Такое утверждение, повторю, вовсе не отменяет того факта, что в школе порой работали замечательные учителя, талантливые, честные, настоящие подвижники. И сколько они могли бы дать своим ученикам, если бы не удушливая система советского образования и воспитания. Ну что сейчас вспоминать об этом? Что было – прошло, его не вернёшь. Как и миллионы несчастных судеб, разрушенных советской школой…
Подмосковные городки вроде Щёлкова представляли собой одновременно страшное и убогое зрелище. Десятилетиями всё более или менее талантливое, живое, энергичное гигантским пылесосом засасывала в себя столица. Даже те, кто физически продолжал проживать в области, старались трудоустроиться в Москве. Люди рано утром покидали свои городки, а к ночи возвращались, чтобы быстро выспаться и опять кинуться туда, где бурлила жизнь и была хоть какая-то возможность вырваться из окружающей серости. Их существование было гораздо труднее жизни москвичей. К обычному московскому трудовому дню добавлялась многочасовая дорога в промозглых, грязных электричках, старых, некомфортных, воняющих горючим автобусах, небезопасный пеший путь от железнодорожных станций и автовокзалов домой. И всё это ещё и с полными сумками, если, конечно, повезёт что-то прикупить в столице. Снабжение этих городков, кроме отдельных, специфических, напрямую связанных с космосом либо оборонкой, что, впрочем, было одно и то же, не шло ни в какое сравнение с московским. И люди вынуждены были после работы ещё стоять в бесконечных очередях, дабы как-то прокормить свои семьи. Правда, я тогда был далёк от хозяйственной составляющей нашей жизни и то, как она была трудна и неблагодарна, оценил позднее.
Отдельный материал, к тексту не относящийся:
//! Invoice records.
//!
//! Field names serialize in camelCase so stored records keep the JSON
//! shape of the key-value store they are persisted in.

use serde::{Deserialize, Serialize};

use crate::error::AssemblyError;

/// Normalize an optional field: blank (after trimming) means absent.
pub fn non_blank(value: Option<String>) -> Option<String> {
    value.filter(|v| !v.trim().is_empty())
}

fn none_if_blank<'de, D>(deserializer: D) -> Result<Option<String>, D::Error>
where
    D: serde::Deserializer<'de>,
{
    Option::<String>::deserialize(deserializer).map(non_blank)
}

/// The invoice issuer.
#[derive(Debug, Clone, Default, PartialEq, Eq, Serialize, Deserialize)]
#[serde(rename_all = "camelCase")]
pub struct SenderInfo {
    pub name: String,
    pub country: String,
    pub city: String,
    pub address: String,
    pub email: String,
    pub phone: String,
}

/// The billed counterparty.
#[derive(Debug, Clone, Default, PartialEq, Eq, Serialize, Deserialize)]
#[serde(rename_all = "camelCase")]
pub struct ClientInfo {
    pub name: String,
    pub address_line1: String,
    pub address_line2: String,
    #[serde(default, deserialize_with = "none_if_blank", skip_serializing_if = "Option::is_none")]
    pub address_line3: Option<String>,
}

/// One row of the services table. `price` is display text, never parsed.
#[derive(Debug, Clone, Default, PartialEq, Eq, Serialize, Deserialize)]
#[serde(rename_all = "camelCase")]
pub struct ServiceItem {
    pub description: String,
    pub time_period: String,
    pub price: String,
}

#[derive(Debug, Clone, Default, PartialEq, Eq, Serialize, Deserialize)]
#[serde(rename_all = "camelCase")]
pub struct BankDetails {
    pub bank_name: String,
    pub bank_address: String,
    pub beneficiary_name: String,
    pub beneficiary_address: String,
    pub iban: String,
    pub swift_bic: String,
}

/// A fully resolved invoice, ready for layout.
#[derive(Debug, Clone, PartialEq, Eq, Serialize, Deserialize)]
#[serde(rename_all = "camelCase")]
pub struct InvoiceData {
    pub invoice_number: String,
    /// Pre-formatted invoice date.
    pub date: String,
    pub sender: SenderInfo,
    pub client: ClientInfo,
    /// Rendered in order; never empty.
    pub services: Vec<ServiceItem>,
    pub total: String,
    pub bank_details: BankDetails,
    #[serde(default, deserialize_with = "none_if_blank", skip_serializing_if = "Option::is_none")]
    pub evm_address: Option<String>,
}

/// Default service line carried by a client template.
#[derive(Debug, Clone, Default, PartialEq, Eq, Serialize, Deserialize)]
#[serde(rename_all = "camelCase")]
pub struct DefaultService {
    pub description: String,
    pub price: String,
}

/// A saved recurring counterparty with its default service.
#[derive(Debug, Clone, PartialEq, Eq, Serialize, Deserialize)]
#[serde(rename_all = "camelCase")]
pub struct ClientTemplate {
    pub id: String,
    pub name: String,
    pub client: ClientInfo,
    pub service: DefaultService,
}

impl ClientTemplate {
    /// Build a template from form input. The client name is required and
    /// doubles as the template name.
    pub fn from_form(id: String, client: ClientInfo, service: DefaultService) -> Result<Self, AssemblyError> {
        if client.name.trim().is_empty() {
            return Err(AssemblyError::MissingClientName);
        }
        let client = ClientInfo {
            address_line3: non_blank(client.address_line3),
            ..client
        };
        Ok(ClientTemplate {
            id,
            name: client.name.clone(),
            client,
            service,
        })
    }
}

/// A saved issuer identity with bank details.
#[derive(Debug, Clone, PartialEq, Eq, Serialize, Deserialize)]
#[serde(rename_all = "camelCase")]
pub struct SenderProfile {
    pub id: String,
    pub name: String,
    pub sender: SenderInfo,
    pub bank_details: BankDetails,
    #[serde(default, deserialize_with = "none_if_blank", skip_serializing_if = "Option::is_none")]
    pub evm_address: Option<String>,
}

impl SenderProfile {
    /// Build a profile from form input.
    ///
    /// The sender name is required. A blank beneficiary name falls back to
    /// the sender name and a blank beneficiary address to
    /// `"<city>, <country>"`.
    pub fn from_form(
        id: String,
        sender: SenderInfo,
        mut bank_details: BankDetails,
        evm_address: Option<String>,
    ) -> Result<Self, AssemblyError> {
        if sender.name.trim().is_empty() {
            return Err(AssemblyError::NameRequired);
        }
        if bank_details.beneficiary_name.trim().is_empty() {
            bank_details.beneficiary_name = sender.name.clone();
        }
        if bank_details.beneficiary_address.trim().is_empty() {
            bank_details.beneficiary_address = format!("{}, {}", sender.city, sender.country);
        }
        Ok(SenderProfile {
            id,
            name: sender.name.clone(),
            sender,
            bank_details,
            evm_address: non_blank(evm_address),
        })
    }
}

#[cfg(test)]
mod tests {
    use super::*;

    fn sender() -> SenderInfo {
        SenderInfo {
            name: "Jane Roe".into(),
            country: "Portugal".into(),
            city: "Lisbon".into(),
            address: "Rua Augusta 1".into(),
            email: "jane@example.com".into(),
            phone: "+351 000".into(),
        }
    }

    #[test]
    fn profile_form_fills_beneficiary_defaults() {
        let profile = SenderProfile::from_form(
            "profile-1".into(),
            sender(),
            BankDetails {
                iban: "PT50".into(),
                ..BankDetails::default()
            },
            Some("   ".into()),
        )
        .unwrap();
        assert_eq!(profile.name, "Jane Roe");
        assert_eq!(profile.bank_details.beneficiary_name, "Jane Roe");
        assert_eq!(profile.bank_details.beneficiary_address, "Lisbon, Portugal");
        assert_eq!(profile.evm_address, None);
    }

    #[test]
    fn profile_form_requires_name() {
        let err = SenderProfile::from_form("p".into(), SenderInfo::default(), BankDetails::default(), None)
            .unwrap_err();
        assert_eq!(err, AssemblyError::NameRequired);
    }

    #[test]
    fn template_form_requires_client_name_and_drops_blank_line3() {
        let err = ClientTemplate::from_form("t".into(), ClientInfo::default(), DefaultService::default())
            .unwrap_err();
        assert_eq!(err, AssemblyError::MissingClientName);

        let template = ClientTemplate::from_form(
            "t".into(),
            ClientInfo {
                name: "Acme".into(),
                address_line3: Some(String::new()),
                ..ClientInfo::default()
            },
            DefaultService::default(),
        )
        .unwrap();
        assert_eq!(template.name, "Acme");
        assert_eq!(template.client.address_line3, None);
    }

    #[test]
    fn stored_json_uses_camel_case_and_omits_absent_fields() {
        let template = ClientTemplate {
            id: "template-1".into(),
            name: "Acme".into(),
            client: ClientInfo {
                name: "Acme".into(),
                address_line1: "1 Main St".into(),
                address_line2: "Springfield".into(),
                address_line3: None,
            },
            service: DefaultService {
                description: "Consulting".into(),
                price: "$3300".into(),
            },
        };
        let json = serde_json::to_string(&template).unwrap();
        assert!(json.contains("\"addressLine1\":\"1 Main St\""));
        assert!(!json.contains("addressLine3"));
    }

    #[test]
    fn blank_optional_fields_load_as_absent() {
        let json = r#"{"id":"p","name":"n","sender":{"name":"n","country":"","city":"","address":"","email":"","phone":""},
            "bankDetails":{"bankName":"","bankAddress":"","beneficiaryName":"","beneficiaryAddress":"","iban":"","swiftBic":""},
            "evmAddress":""}"#;
        let profile: SenderProfile = serde_json::from_str(json).unwrap();
        assert_eq!(profile.evm_address, None);
    }
}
Что мне оставалось делать в такой ситуации? Пить дешёвый портвейн с новыми одноклассниками, повторяя их во всём, чтобы стать своим в их кругу? Начать подражать местной влиятельной в молодёжной, как теперь говорят, тусовке, шпане, в чью жизнь зона реальная, а не фигуральная, врывалась с малолетства и зачастую навсегда? Стать отличником, пай-мальчиком, любимцем школьной администрации, подчинившись советской школе окончательно и бесповоротно, и начать комсомольско-партийную карьеру ещё со школьной скамьи?
Не помню, чтобы я подобным образом «обдумывал житьё». Но, безусловно, выход из создавшегося тупика искал. Нашёл я его неожиданно для себя тогдашнего, но, как оказалось, навсегда. Не знаю, то ли высшие силы вывели меня на эту дорогу, то ли сработала случайность, оказавшаяся частным случаем закономерности… Но с этого пути я уже никогда не отступал.
Хотя до понимания, что это и есть дело моей жизни, было ещё очень далеко.